Weibull's job involves planning for emergencies and disasters of all kinds in his four-county area, as well as preparing teams of volunteers who are ready to respond at a moment's notice. About fifty to sixty times a year he gets a call that there's been a house fire, a factory explosion, a train derailment, or other disaster that requires the help of the Red Cross.

"They seem to call you about 2:00 a.m.," he says. "Disasters rarely happen during working hours."

Weibull's path to middle America was circuitous. Born in Thailand, he was adopted by a Swedish couple and grew up in Sweden and the United States. He originally wanted to be a writer, and a friend of his father's suggested Kenyon as a college where he might pursue that goal.

"I wasn't even sure where Ohio was, but when I visited Kenyon and stepped onto Middle Path, I immediately fell in love with the place," he says.

His literary ambitions gave way to other interests. Weibull graduated with a degree in political science, earned a master's degree in political science at Uppsala University in Sweden, and spent some time in France before moving to Chicago. He knew he wanted a job involving some type of humanitarian assistance, so he started by volunteering for the Red Cross, the International Visitor's Center of Chicago, and the Civil Air Patrol.

The Red Cross assigned him to an emergency response team with a local focus. "That's how I got my feet wet, responding to fire after fire in Chicago on cold winter nights," he recalls. At the scene, he and other volunteers would locate the suffering families, comfort them as best they could, and help them find food, shelter, clothing, and whatever else they needed to get back on their feet.

The work gave him his first exposure to the raw emotion produced by dire circumstances. Responding to an apartment fire one night, he and a colleague found that one of the people burned out of his unit thought another tenant was responsible for the fire--and went at him with a lead pipe.

Weibull and his coworker quickly retreated, locked themselves in their Red Cross truck, and called the police.

"Luckily nothing happened, but I was terrified," he admits. "Those things don't happen very often, though, thankfully. But it reminded me that we are helping people who are under a tremendous amount of stress."

After volunteering in Chicago for several months, he landed a paying job as emergency services coordinator for the Northwest Indiana chapter of the Red Cross. He was there about a year when he lost the job because of staff cutbacks. But he rebounded quickly, finding his current post in April 2004.

He had little time to settle in. Just days after he started work in Decatur, a massive explosion at a chemical plant near Illiopolis, Illinois, killed four workers and forced the evacuation of nearby residents. Weibull found himself setting up a shelter at a nearby school in the middle of the night.

"It was quite a way to be welcomed to a new job," he says.

In addition to responding to local disasters, Weibull has to be prepared to help anywhere in the country where the Red Cross is needed. Last summer, he spent two weeks in Florida assisting local residents recovering from Hurricane Frances. There, he worked side by side with Red Cross volunteers from Alaska, among other places, to provide assistance.
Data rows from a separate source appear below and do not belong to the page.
//! Nearest-edge distance evaluation between object populations.
//!
//! For each labeled component of a source population, the nearest-edge
//! distance to a reference population is the minimum of the reference
//! distance field over the component's pixel coordinates, converted to
//! micrometers.

use crate::distance::DistanceField;
use crate::labeling::LabeledComponent;

/// Minimum distance-field value per component, times the pixel-to-micron
/// factor. One value per component, in input order; an empty source
/// population yields an empty list.
///
/// The field must come from a mask with the same dimensions as the mask the
/// components were labeled from.
pub fn nearest_edge_distances(
    components: &[LabeledComponent],
    field: &DistanceField,
    pixel_to_micron: f64,
) -> Vec<f64> {
    components
        .iter()
        .map(|component| {
            debug_assert!(!component.coords.is_empty());
            let min_px = component
                .coords
                .iter()
                .map(|&(x, y)| field.get(x, y))
                .fold(f64::INFINITY, f64::min);
            min_px * pixel_to_micron
        })
        .collect()
}

#[cfg(test)]
mod tests {
    use super::*;
    use crate::distance::distance_field;
    use crate::labeling::label_components;
    use crate::models::{Connectivity, Stat, Summary};
    use crate::segmentation::BinaryMask;

    #[test]
    fn empty_source_population_yields_empty_list() {
        let mut reference = BinaryMask::new_background(4, 4);
        reference.set(0, 0, true);
        let field = distance_field(&reference).unwrap();

        let distances = nearest_edge_distances(&[], &field, 1.0);
        assert!(distances.is_empty());

        let summary = Summary::from_values(&distances);
        assert_eq!(summary.count, 0);
        assert_eq!(summary.mean, Stat::NotApplicable);
    }

    #[test]
    fn component_overlapping_reference_measures_zero() {
        let mut source = BinaryMask::new_background(6, 6);
        let mut reference = BinaryMask::new_background(6, 6);
        for (x, y) in [(2, 2), (3, 2), (2, 3), (3, 3)] {
            source.set(x, y, true);
            reference.set(x, y, true);
        }

        let components = label_components(&source, Connectivity::Eight);
        let field = distance_field(&reference).unwrap();
        let distances = nearest_edge_distances(&components, &field, 2.5);
        assert_eq!(distances, vec![0.0]);
    }

    #[test]
    fn corner_square_to_far_pixel_scenario() {
        // 3x3 foreground square at (0,0) measured against a single reference
        // pixel at (9,9): the square's closest pixel is (2,2), so the
        // nearest-edge distance is sqrt(7^2 + 7^2) pixels.
        let mut source = BinaryMask::new_background(10, 10);
        for y in 0..3 {
            for x in 0..3 {
                source.set(x, y, true);
            }
        }
        let mut reference = BinaryMask::new_background(10, 10);
        reference.set(9, 9, true);

        let factor = 36.9 / 1024.0;
        let components = label_components(&source, Connectivity::Eight);
        assert_eq!(components.len(), 1);

        let field = distance_field(&reference).unwrap();
        let distances = nearest_edge_distances(&components, &field, factor);

        let expected = 98.0f64.sqrt() * factor;
        assert_eq!(distances.len(), 1);
        assert!((distances[0] - expected).abs() < 1e-9);
    }

    #[test]
    fn distances_follow_component_order() {
        let mut source = BinaryMask::new_background(8, 1);
        source.set(0, 0, true);
        source.set(4, 0, true);
        let mut reference = BinaryMask::new_background(8, 1);
        reference.set(7, 0, true);

        let components = label_components(&source, Connectivity::Eight);
        let field = distance_field(&reference).unwrap();
        let distances = nearest_edge_distances(&components, &field, 1.0);
        assert_eq!(distances, vec![7.0, 3.0]);
    }

    #[test]
    fn unit_conversion_round_trips() {
        let factor = 36.9 / 1024.0;
        let pixels = 42.0f64;
        let microns = pixels * factor;
        assert!((microns / factor - pixels).abs() < 1e-9);

        let area_px = 50.0f64;
        let area_um2 = area_px * factor * factor;
        assert!((area_um2 / (factor * factor) - area_px).abs() < 1e-9);
    }
}
//! Input expansion shared by the CLI commands.

mod input;

pub use input::{expand_inputs, SUPPORTED_EXTENSIONS};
After Hurricane Katrina, the Mid-Illinois Chapter helped sixty-nine families and 194 individuals who lost their homes in the storm and came north. The chapter provided food and clothing for the victims. "Most are living with family," Weibull says, "with a few staying in area motels."

From Hurricane Katrina comes one story that helps explain why Weibull loves his job. A woman who was receiving aid from his chapter had lost her wedding ring when she fled her home in Louisiana. After the story was reported in the local media, an anonymous donor arranged to replace the ring.

"We called the woman back to the Red Cross office, and she had no idea why we wanted her," says Weibull. "When we presented her with the ring, you should have seen the look on her face. There wasn't a dry eye in the room. Those are the kinds of stories that make me wish I had volunteered for the Red Cross long before I did."